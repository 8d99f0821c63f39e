use crate::error::BindError;
use crate::names::{Color, Effect, LockupType};
use crate::types::{ArgumentSpec, Category, Signature};
use std::sync::Arc;

/// A value bound to an argument slot.
#[derive(Debug, Clone, PartialEq)]
pub enum Value {
    /// Also carries `Bool` (0 or 1) and `Bits` (low 16 bits) arguments.
    Int(i32),
    Color(Color),
    Effect(Effect),
    LockupState(LockupType),
    Expression(ExpressionNode),
}

impl Value {
    /// Short description used in type errors.
    #[must_use]
    pub fn describe(&self) -> String {
        match self {
            Value::Int(n) => format!("integer {n}"),
            Value::Color(_) => "a colour".to_string(),
            Value::Effect(_) => "an effect".to_string(),
            Value::LockupState(_) => "a lockup type".to_string(),
            Value::Expression(node) => {
                format!("`{}` returning {}", node.key(), node.return_category())
            }
        }
    }
}

impl From<i32> for Value {
    fn from(n: i32) -> Self {
        Value::Int(n)
    }
}

impl From<bool> for Value {
    fn from(b: bool) -> Self {
        Value::Int(i32::from(b))
    }
}

impl From<Color> for Value {
    fn from(color: Color) -> Self {
        Value::Color(color)
    }
}

impl From<Effect> for Value {
    fn from(effect: Effect) -> Self {
        Value::Effect(effect)
    }
}

impl From<LockupType> for Value {
    fn from(lockup: LockupType) -> Self {
        Value::LockupState(lockup)
    }
}

impl From<ExpressionNode> for Value {
    fn from(node: ExpressionNode) -> Self {
        Value::Expression(node)
    }
}

/// A bound instance of a registered element.
///
/// Slot `i` is governed by the signature's argument `min(i, N - 1)`, so every
/// slot past the declared list belongs to the variadic tail. An unset slot
/// falls back to its argument's default when serialized.
#[derive(Debug, Clone, PartialEq)]
pub struct ExpressionNode {
    signature: Arc<Signature>,
    args: Vec<Option<Value>>,
}

impl ExpressionNode {
    #[must_use]
    pub fn new(signature: Arc<Signature>) -> Self {
        let args = vec![None; signature.fixed_len()];
        Self { signature, args }
    }

    /// Builds a node and binds `values` positionally, extending a variadic tail as needed.
    ///
    /// # Errors
    /// Fails on the first value that does not fit its slot.
    pub fn with_args(
        signature: Arc<Signature>,
        values: impl IntoIterator<Item = Value>,
    ) -> Result<Self, BindError> {
        let mut node = Self::new(signature);
        for (index, value) in values.into_iter().enumerate() {
            if index < node.signature.fixed_len() {
                node.set_arg(index, value)?;
            } else {
                node.push_variadic(value)?;
            }
        }
        Ok(node)
    }

    #[must_use]
    pub fn signature(&self) -> &Arc<Signature> {
        &self.signature
    }

    #[must_use]
    pub fn key(&self) -> &'static str {
        self.signature.key
    }

    #[must_use]
    pub fn return_category(&self) -> Category {
        self.signature.return_category()
    }

    #[must_use]
    pub fn args(&self) -> &[Option<Value>] {
        &self.args
    }

    #[must_use]
    pub fn spec_for(&self, index: usize) -> Option<&ArgumentSpec> {
        self.signature.spec_for(index)
    }

    /// The explicitly bound value in slot `index`, if any.
    #[must_use]
    pub fn arg(&self, index: usize) -> Option<&Value> {
        self.args.get(index).and_then(Option::as_ref)
    }

    /// The bound value, or the argument default when the slot is unset.
    #[must_use]
    pub fn effective_arg(&self, index: usize) -> Option<&Value> {
        match self.args.get(index)? {
            Some(value) => Some(value),
            None => self.spec_for(index)?.default.as_ref(),
        }
    }

    /// Type-checks and binds `value` into an existing slot.
    ///
    /// # Errors
    /// Fails when the slot does not exist or the value does not fit it.
    pub fn set_arg(&mut self, index: usize, value: Value) -> Result<(), BindError> {
        if index >= self.args.len() {
            return Err(BindError::IndexOutOfRange {
                element: self.key().to_string(),
                index,
                len: self.args.len(),
            });
        }
        self.check(index, &value)?;
        self.args[index] = Some(value);
        Ok(())
    }

    /// Resets a slot so that it serializes as its default.
    pub fn clear_arg(&mut self, index: usize) {
        if let Some(slot) = self.args.get_mut(index) {
            *slot = None;
        }
    }

    /// Appends a value to the variadic tail.
    ///
    /// # Errors
    /// Fails when the element has no variadic argument or the value does not fit it.
    pub fn push_variadic(&mut self, value: Value) -> Result<(), BindError> {
        if !self.signature.is_variadic() {
            return Err(BindError::NotVariadic {
                element: self.key().to_string(),
            });
        }
        let index = self.args.len();
        self.check(index, &value)?;
        self.args.push(Some(value));
        Ok(())
    }

    /// Number of values bound to the variadic tail.
    #[must_use]
    pub fn variadic_len(&self) -> usize {
        if self.signature.is_variadic() {
            self.args.len() - self.signature.fixed_len()
        } else {
            0
        }
    }

    /// Parser-side binding; the parser has already checked the value.
    pub(crate) fn bind(&mut self, index: usize, value: Option<Value>) {
        if index < self.args.len() {
            self.args[index] = value;
        } else {
            self.args.push(value);
        }
    }

    fn check(&self, index: usize, value: &Value) -> Result<(), BindError> {
        let Some(spec) = self.spec_for(index) else {
            return Err(BindError::IndexOutOfRange {
                element: self.key().to_string(),
                index,
                len: self.args.len(),
            });
        };
        spec.tag.admits(value).map_err(|found| BindError::TypeMismatch {
            element: self.key().to_string(),
            argument: spec.name.to_string(),
            expected: spec.tag.category,
            found,
        })
    }
}

#[cfg(test)]
mod tests {
    use super::*;
    use crate::registry::registry;

    fn node(key: &str) -> ExpressionNode {
        registry().instantiate(key).unwrap()
    }

    #[test]
    fn test_new_node_has_fixed_slots() {
        let normal = node("StyleNormalPtr");
        assert_eq!(normal.args().len(), 6);
        assert!(normal.args().iter().all(Option::is_none));

        let sum = node("Sum");
        assert_eq!(sum.args().len(), 0);
        assert_eq!(sum.variadic_len(), 0);
    }

    #[test]
    fn test_set_arg_checks_type() {
        let mut flicker = node("AudioFlicker");
        assert!(flicker.set_arg(0, Value::Color(Color::White)).is_ok());
        let err = flicker.set_arg(1, Value::Int(5)).unwrap_err();
        assert!(matches!(err, BindError::TypeMismatch { expected: Category::Color, .. }));
        assert!(matches!(
            flicker.set_arg(2, Value::Color(Color::Blue)),
            Err(BindError::IndexOutOfRange { index: 2, len: 2, .. })
        ));
    }

    #[test]
    fn test_nested_expression_must_return_slot_category() {
        let mut ptr = node("StylePtr");
        assert!(ptr.set_arg(0, Value::Expression(node("Sin"))).is_err());
        assert!(ptr
            .set_arg(0, Value::Expression(node("AudioFlicker")))
            .is_ok());
    }

    #[test]
    fn test_effective_arg_falls_back_to_default() {
        let mut normal = node("StyleNormalPtr");
        assert_eq!(normal.effective_arg(4), Some(&Value::Color(Color::White)));
        normal.set_arg(4, Value::Color(Color::Red)).unwrap();
        assert_eq!(normal.effective_arg(4), Some(&Value::Color(Color::Red)));
        normal.clear_arg(4);
        assert_eq!(normal.arg(4), None);
        assert_eq!(normal.effective_arg(0), None);
    }

    #[test]
    fn test_push_variadic() {
        let mut sum = node("Sum");
        sum.push_variadic(Value::Int(1)).unwrap();
        sum.push_variadic(Value::Expression(node("AltF"))).unwrap();
        assert_eq!(sum.variadic_len(), 2);
        assert!(sum.push_variadic(Value::Color(Color::Red)).is_err());

        let mut flicker = node("AudioFlicker");
        assert!(matches!(
            flicker.push_variadic(Value::Color(Color::Red)),
            Err(BindError::NotVariadic { .. })
        ));
    }

    #[test]
    fn test_with_args_spills_into_variadic_tail() {
        let layers = ExpressionNode::with_args(
            registry().lookup("Layers").unwrap().clone(),
            vec![
                Value::Color(Color::Blue),
                Value::Expression(node("AudioFlickerL")),
                Value::Expression(node("BlastL")),
            ],
        )
        .unwrap();
        assert_eq!(layers.args().len(), 3);
        assert_eq!(layers.variadic_len(), 2);
    }
}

━━━━━━━━

- [Task brief] Filter the entries above down to the lines containing the word "StyleNormalPtr".

- [Output of the task]
        let normal = node("StyleNormalPtr");
        let mut normal = node("StyleNormalPtr");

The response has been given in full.